Em meio a reclamações do Rio de Janeiro e São Paulo sobre a falta de vacinas contra a Covid-19, o ministro da Saúde, Marcelo Queiroga, disse neste domingo, 8, que não há represamento de imunizantes no Brasil. Segundo ele, os antígenos podem faltar eventualmente caso as secretarias locais não façam reserva de doses, mas não por falta de encaminhamento do Ministério da Saúde. Queiroga disse ainda que existem alguns municípios que só aplicam 70% das doses distribuídas, enquanto outros, como caso de Rio e São Paulo, que já aplicaram mais de 90% das vacinas entregues.

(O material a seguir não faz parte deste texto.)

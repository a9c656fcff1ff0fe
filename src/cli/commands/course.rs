//! Course ledger command handlers (add, update, remove, list)

use gradeplan::index::compute_index;
use gradeplan::store::{CourseDraft, CoursePatch, CourseStore};
use gradeplan::{error, info};
use uuid::Uuid;

/// Run the add command: validate and register a new course.
///
/// # Arguments
/// * `store` - The course store to mutate
/// * `draft` - The course fields collected from CLI flags
/// * `verbose` - Whether to print the recomputed index after the add
pub fn add(store: &mut CourseStore, draft: CourseDraft, verbose: bool) {
    let name = draft.name.clone();
    match store.add(draft) {
        Ok(id) => {
            println!("✓ Course '{name}' registered with id {id}");
            info!("Course {id} added to ledger");

            if verbose {
                println!(
                    "Weighted academic index is now {:.2}",
                    compute_index(store.list())
                );
            }
        }
        Err(e) => {
            error!("Add failed for '{name}': {e}");
            eprintln!("✗ {e}");
            std::process::exit(1);
        }
    }
}

/// Run the update command: merge a patch into an existing course.
pub fn update(store: &mut CourseStore, id: Uuid, patch: &CoursePatch) {
    match store.update(id, patch) {
        Ok(()) => {
            println!("✓ Course {id} updated");
            info!("Course {id} updated");
        }
        Err(e) => {
            error!("Update failed for {id}: {e}");
            eprintln!("✗ {e}");
            std::process::exit(1);
        }
    }
}

/// Run the remove command: delete a course by id.
///
/// Removing an id that is not in the ledger is a no-op, not an error.
pub fn remove(store: &mut CourseStore, id: Uuid) {
    match store.remove(id) {
        Ok(true) => {
            println!("✓ Course {id} removed");
            info!("Course {id} removed from ledger");
        }
        Ok(false) => {
            println!("ℹ No course found with id {id}; nothing removed");
        }
        Err(e) => {
            error!("Remove failed for {id}: {e}");
            eprintln!("✗ {e}");
            std::process::exit(1);
        }
    }
}

/// Run the list command: print every course and the current index.
pub fn list(store: &CourseStore) {
    let courses = store.list();

    if courses.is_empty() {
        println!("No courses registered.");
        return;
    }

    println!(
        "{:<36}  {:<28}  {:>7}  {:>5}  {:<6}  STATUS",
        "ID", "COURSE", "CREDITS", "GRADE", "TERM"
    );

    for course in courses {
        let id = course.id.to_string();
        let grade = course
            .grade
            .map_or_else(|| "-".to_string(), |g| format!("{g:.1}"));
        println!(
            "{:<36}  {:<28}  {:>7}  {:>5}  {:<6}  {}",
            id, course.name, course.credit_hours, grade, course.term, course.status
        );
    }

    println!(
        "\nWeighted academic index: {:.2} ({} courses)",
        compute_index(courses),
        courses.len()
    );
}
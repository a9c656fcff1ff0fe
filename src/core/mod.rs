//! Core module for the course ledger and its surrounding functionality

pub mod config;
pub mod index;
pub mod models;
pub mod report;
pub mod store;
pub mod validate;

/// Returns the current version of the `Gradeplan` crate
#[must_use]
pub const fn get_version() -> &'static str {
    env!("CARGO_PKG_VERSION")
}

No sábado, o secretario de Saúde da capital fluminense, Daniel Soranz, havia afirmado que a cidade podia suspender mais uma vez a campanha de vacinação caso não recebesse mais imunizantes. A pasta da Saúde, no enteando, anunciou que vai entregar mais 416 mil de doses ao Estado carioca. Já em São Paulo, o governador João Doria, ameaçou ir à Justiça para receber 228 mil doses da Pfizer que esperava na semana passada. Dois dias depois, Queiroga disse que representantes do governo federal e da secretaria tentariam chegar “a um denominador comum”. Neste domingo, o ministro citou novamente o assunto e disse que há divergência de cálculos dos técnicos do Ministério e da secretaria de Saúde de São Paulo.